BEGIN Source material

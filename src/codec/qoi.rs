//! QOI ("Quite OK Image") engine
//!
//! Every picture is a self-contained QOI image, so each encoded chunk is a
//! key chunk. The encoder consumes RGBA and always writes 4-channel images.
//!
//! See: https://qoiformat.org/qoi-specification.pdf

use crate::webcodecs::VideoPixelFormat;

use super::{
  context::{DecoderEngine, DecoderFactory, EncoderEngine, EncoderFactory, MediaFormat},
  CodecError, CodecId, CodecResult, DecoderSettings, EncoderSettings, Frame, Packet,
};

const MAGIC: &[u8; 4] = b"qoif";
const HEADER_LEN: usize = 14;
const END_MARKER: [u8; 8] = [0, 0, 0, 0, 0, 0, 0, 1];
/// Upper bound on decoded pixels, mirrors the reference decoder's guard
const MAX_PIXELS: u64 = 400_000_000;

const OP_INDEX: u8 = 0x00;
const OP_DIFF: u8 = 0x40;
const OP_LUMA: u8 = 0x80;
const OP_RUN: u8 = 0xC0;
const OP_RGB: u8 = 0xFE;
const OP_RGBA: u8 = 0xFF;
const MASK_2: u8 = 0xC0;

#[derive(Debug, Clone, Copy, PartialEq, Eq)]
struct Rgba([u8; 4]);

impl Rgba {
  const START: Rgba = Rgba([0, 0, 0, 255]);

  fn hash(self) -> usize {
    let [r, g, b, a] = self.0;
    (r as usize * 3 + g as usize * 5 + b as usize * 7 + a as usize * 11) % 64
  }
}

/// Parsed QOI header
#[derive(Debug, Clone, Copy, PartialEq, Eq)]
pub struct QoiHeader {
  pub width: u32,
  pub height: u32,
  pub channels: u8,
  pub colorspace: u8,
}

impl QoiHeader {
  pub fn parse(data: &[u8]) -> CodecResult<Self> {
    if data.len() < HEADER_LEN + END_MARKER.len() || &data[..4] != MAGIC {
      return Err(CodecError::InvalidData("Not a QOI image".into()));
    }
    let width = u32::from_be_bytes([data[4], data[5], data[6], data[7]]);
    let height = u32::from_be_bytes([data[8], data[9], data[10], data[11]]);
    let header = Self {
      width,
      height,
      channels: data[12],
      colorspace: data[13],
    };
    if width == 0
      || height == 0
      || !(3..=4).contains(&header.channels)
      || header.colorspace > 1
      || width as u64 * height as u64 > MAX_PIXELS
    {
      return Err(CodecError::InvalidData(format!(
        "Invalid QOI header {:?}",
        header
      )));
    }
    Ok(header)
  }
}

/// Encode tightly packed RGBA pixels into a QOI image
pub fn encode_rgba(pixels: &[u8], width: u32, height: u32) -> CodecResult<Vec<u8>> {
  let count = width as usize * height as usize;
  if pixels.len() < count * 4 {
    return Err(CodecError::InvalidData(format!(
      "QOI input needs {} bytes, got {}",
      count * 4,
      pixels.len()
    )));
  }

  let mut out = Vec::with_capacity(HEADER_LEN + count * 2 + END_MARKER.len());
  out.extend_from_slice(MAGIC);
  out.extend_from_slice(&width.to_be_bytes());
  out.extend_from_slice(&height.to_be_bytes());
  out.push(4);
  out.push(0);

  let mut index = [Rgba([0; 4]); 64];
  let mut prev = Rgba::START;
  let mut run = 0u8;

  for (i, chunk) in pixels[..count * 4].chunks_exact(4).enumerate() {
    let px = Rgba([chunk[0], chunk[1], chunk[2], chunk[3]]);
    if px == prev {
      run += 1;
      if run == 62 || i == count - 1 {
        out.push(OP_RUN | (run - 1));
        run = 0;
      }
      continue;
    }
    if run > 0 {
      out.push(OP_RUN | (run - 1));
      run = 0;
    }

    let slot = px.hash();
    if index[slot] == px {
      out.push(OP_INDEX | slot as u8);
    } else {
      index[slot] = px;
      if px.0[3] == prev.0[3] {
        let dr = px.0[0].wrapping_sub(prev.0[0]) as i8;
        let dg = px.0[1].wrapping_sub(prev.0[1]) as i8;
        let db = px.0[2].wrapping_sub(prev.0[2]) as i8;
        let dr_dg = dr.wrapping_sub(dg);
        let db_dg = db.wrapping_sub(dg);
        if (-2..=1).contains(&dr) && (-2..=1).contains(&dg) && (-2..=1).contains(&db) {
          out.push(OP_DIFF | ((dr + 2) as u8) << 4 | ((dg + 2) as u8) << 2 | (db + 2) as u8);
        } else if (-32..=31).contains(&dg) && (-8..=7).contains(&dr_dg) && (-8..=7).contains(&db_dg)
        {
          out.push(OP_LUMA | (dg + 32) as u8);
          out.push(((dr_dg + 8) as u8) << 4 | (db_dg + 8) as u8);
        } else {
          out.extend_from_slice(&[OP_RGB, px.0[0], px.0[1], px.0[2]]);
        }
      } else {
        out.push(OP_RGBA);
        out.extend_from_slice(&px.0);
      }
    }
    prev = px;
  }

  out.extend_from_slice(&END_MARKER);
  Ok(out)
}

/// Decode a QOI image into RGBA pixels
pub fn decode_rgba(data: &[u8]) -> CodecResult<(QoiHeader, Vec<u8>)> {
  let header = QoiHeader::parse(data)?;
  let count = header.width as usize * header.height as usize;
  let body_end = data.len() - END_MARKER.len();

  let mut pixels = Vec::with_capacity(count * 4);
  let mut index = [Rgba([0; 4]); 64];
  let mut px = Rgba::START;
  let mut pos = HEADER_LEN;
  let truncated = || CodecError::Bitstream("Truncated QOI data".into());

  while pixels.len() < count * 4 {
    let op = *data.get(pos).filter(|_| pos < body_end).ok_or_else(truncated)?;
    pos += 1;
    let mut repeat = 1usize;

    match op {
      OP_RGB => {
        let bytes = data.get(pos..pos + 3).ok_or_else(truncated)?;
        px.0[..3].copy_from_slice(bytes);
        pos += 3;
      }
      OP_RGBA => {
        let bytes = data.get(pos..pos + 4).ok_or_else(truncated)?;
        px.0.copy_from_slice(bytes);
        pos += 4;
      }
      _ => match op & MASK_2 {
        OP_INDEX => px = index[op as usize],
        OP_DIFF => {
          px.0[0] = px.0[0].wrapping_add((op >> 4 & 0x03).wrapping_sub(2));
          px.0[1] = px.0[1].wrapping_add((op >> 2 & 0x03).wrapping_sub(2));
          px.0[2] = px.0[2].wrapping_add((op & 0x03).wrapping_sub(2));
        }
        OP_LUMA => {
          let next = *data.get(pos).ok_or_else(truncated)?;
          pos += 1;
          let dg = (op & 0x3F).wrapping_sub(32);
          px.0[0] = px.0[0].wrapping_add(dg.wrapping_sub(8).wrapping_add(next >> 4 & 0x0F));
          px.0[1] = px.0[1].wrapping_add(dg);
          px.0[2] = px.0[2].wrapping_add(dg.wrapping_sub(8).wrapping_add(next & 0x0F));
        }
        _ => repeat = (op & 0x3F) as usize + 1,
      },
    }

    index[px.hash()] = px;
    let remaining = (count * 4 - pixels.len()) / 4;
    for _ in 0..repeat.min(remaining) {
      pixels.extend_from_slice(&px.0);
    }
  }

  Ok((header, pixels))
}

// ============================================================================
// Engines
// ============================================================================

pub struct QoiEncoder {
  width: u32,
  height: u32,
}

impl QoiEncoder {
  pub fn new(width: u32, height: u32) -> CodecResult<Self> {
    if width == 0 || height == 0 || width as u64 * height as u64 > MAX_PIXELS {
      return Err(CodecError::InvalidConfig(format!(
        "Invalid QOI dimensions {}x{}",
        width, height
      )));
    }
    Ok(Self { width, height })
  }
}

impl EncoderEngine for QoiEncoder {
  fn encode(&mut self, frame: &Frame) -> CodecResult<Vec<Packet>> {
    if frame.pixel_format() != Some(VideoPixelFormat::RGBA)
      || frame.width() != self.width
      || frame.height() != self.height
    {
      return Err(CodecError::UnsupportedPixelFormat(format!(
        "QOI encoder expects RGBA {}x{}",
        self.width, self.height
      )));
    }
    let pixels = frame
      .plane(0)
      .ok_or_else(|| CodecError::InvalidData("Missing RGBA plane".into()))?;
    let data = encode_rgba(pixels, self.width, self.height)?;
    Ok(vec![Packet::with_timing(
      data,
      frame.pts(),
      frame.duration(),
      true,
    )])
  }

  fn flush(&mut self) -> CodecResult<Vec<Packet>> {
    Ok(Vec::new())
  }

  fn reset(&mut self) {}

  fn input_format(&self) -> MediaFormat {
    MediaFormat::Video(VideoPixelFormat::RGBA)
  }
}

pub struct QoiEncoderFactory;

impl EncoderFactory for QoiEncoderFactory {
  fn name(&self) -> &'static str {
    "qoi"
  }

  fn supports(&self, settings: &EncoderSettings) -> bool {
    settings.codec_id == CodecId::Qoi
      && settings.video().is_some_and(|v| {
        v.width > 0 && v.height > 0 && v.width as u64 * v.height as u64 <= MAX_PIXELS
      })
  }

  fn create(&self, settings: &EncoderSettings) -> CodecResult<Box<dyn EncoderEngine>> {
    let video = settings
      .video()
      .ok_or_else(|| CodecError::InvalidConfig("QOI needs video settings".into()))?;
    Ok(Box::new(QoiEncoder::new(video.width, video.height)?))
  }
}

#[derive(Default)]
pub struct QoiDecoder;

impl DecoderEngine for QoiDecoder {
  fn decode(&mut self, packet: &Packet) -> CodecResult<Vec<Frame>> {
    let (header, rgba) = decode_rgba(packet.as_slice())?;
    let format = if header.channels == 4 {
      VideoPixelFormat::RGBA
    } else {
      VideoPixelFormat::RGBX
    };
    let mut frame = Frame::from_video_data(header.width, header.height, format, &rgba)?;
    frame.set_pts(packet.pts());
    if let Some(duration) = packet.duration() {
      frame.set_duration(duration);
    }
    Ok(vec![frame])
  }

  fn reset(&mut self) {}
}

pub struct QoiDecoderFactory;

impl DecoderFactory for QoiDecoderFactory {
  fn name(&self) -> &'static str {
    "qoi"
  }

  fn supports(&self, settings: &DecoderSettings) -> bool {
    settings.codec_id == CodecId::Qoi
  }

  fn create(&self, _settings: &DecoderSettings) -> CodecResult<Box<dyn DecoderEngine>> {
    Ok(Box::new(QoiDecoder))
  }
}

END Source material

Goal of the exercise:
Word for word, restate the lines of the data above that fall between the line holding "let dg = px.0[1].wrapping_sub(prev.0[1])" and the line holding "px.0[0] = px.0[0].wrapping_add((op", inclusive, and no other lines.

Result for this exercise:
        let dg = px.0[1].wrapping_sub(prev.0[1]) as i8;
        let db = px.0[2].wrapping_sub(prev.0[2]) as i8;
        let dr_dg = dr.wrapping_sub(dg);
        let db_dg = db.wrapping_sub(dg);
        if (-2..=1).contains(&dr) && (-2..=1).contains(&dg) && (-2..=1).contains(&db) {
          out.push(OP_DIFF | ((dr + 2) as u8) << 4 | ((dg + 2) as u8) << 2 | (db + 2) as u8);
        } else if (-32..=31).contains(&dg) && (-8..=7).contains(&dr_dg) && (-8..=7).contains(&db_dg)
        {
          out.push(OP_LUMA | (dg + 32) as u8);
          out.push(((dr_dg + 8) as u8) << 4 | (db_dg + 8) as u8);
        } else {
          out.extend_from_slice(&[OP_RGB, px.0[0], px.0[1], px.0[2]]);
        }
      } else {
        out.push(OP_RGBA);
        out.extend_from_slice(&px.0);
      }
    }
    prev = px;
  }

  out.extend_from_slice(&END_MARKER);
  Ok(out)
}

/// Decode a QOI image into RGBA pixels
pub fn decode_rgba(data: &[u8]) -> CodecResult<(QoiHeader, Vec<u8>)> {
  let header = QoiHeader::parse(data)?;
  let count = header.width as usize * header.height as usize;
  let body_end = data.len() - END_MARKER.len();

  let mut pixels = Vec::with_capacity(count * 4);
  let mut index = [Rgba([0; 4]); 64];
  let mut px = Rgba::START;
  let mut pos = HEADER_LEN;
  let truncated = || CodecError::Bitstream("Truncated QOI data".into());

  while pixels.len() < count * 4 {
    let op = *data.get(pos).filter(|_| pos < body_end).ok_or_else(truncated)?;
    pos += 1;
    let mut repeat = 1usize;

    match op {
      OP_RGB => {
        let bytes = data.get(pos..pos + 3).ok_or_else(truncated)?;
        px.0[..3].copy_from_slice(bytes);
        pos += 3;
      }
      OP_RGBA => {
        let bytes = data.get(pos..pos + 4).ok_or_else(truncated)?;
        px.0.copy_from_slice(bytes);
        pos += 4;
      }
      _ => match op & MASK_2 {
        OP_INDEX => px = index[op as usize],
        OP_DIFF => {
          px.0[0] = px.0[0].wrapping_add((op >> 4 & 0x03).wrapping_sub(2));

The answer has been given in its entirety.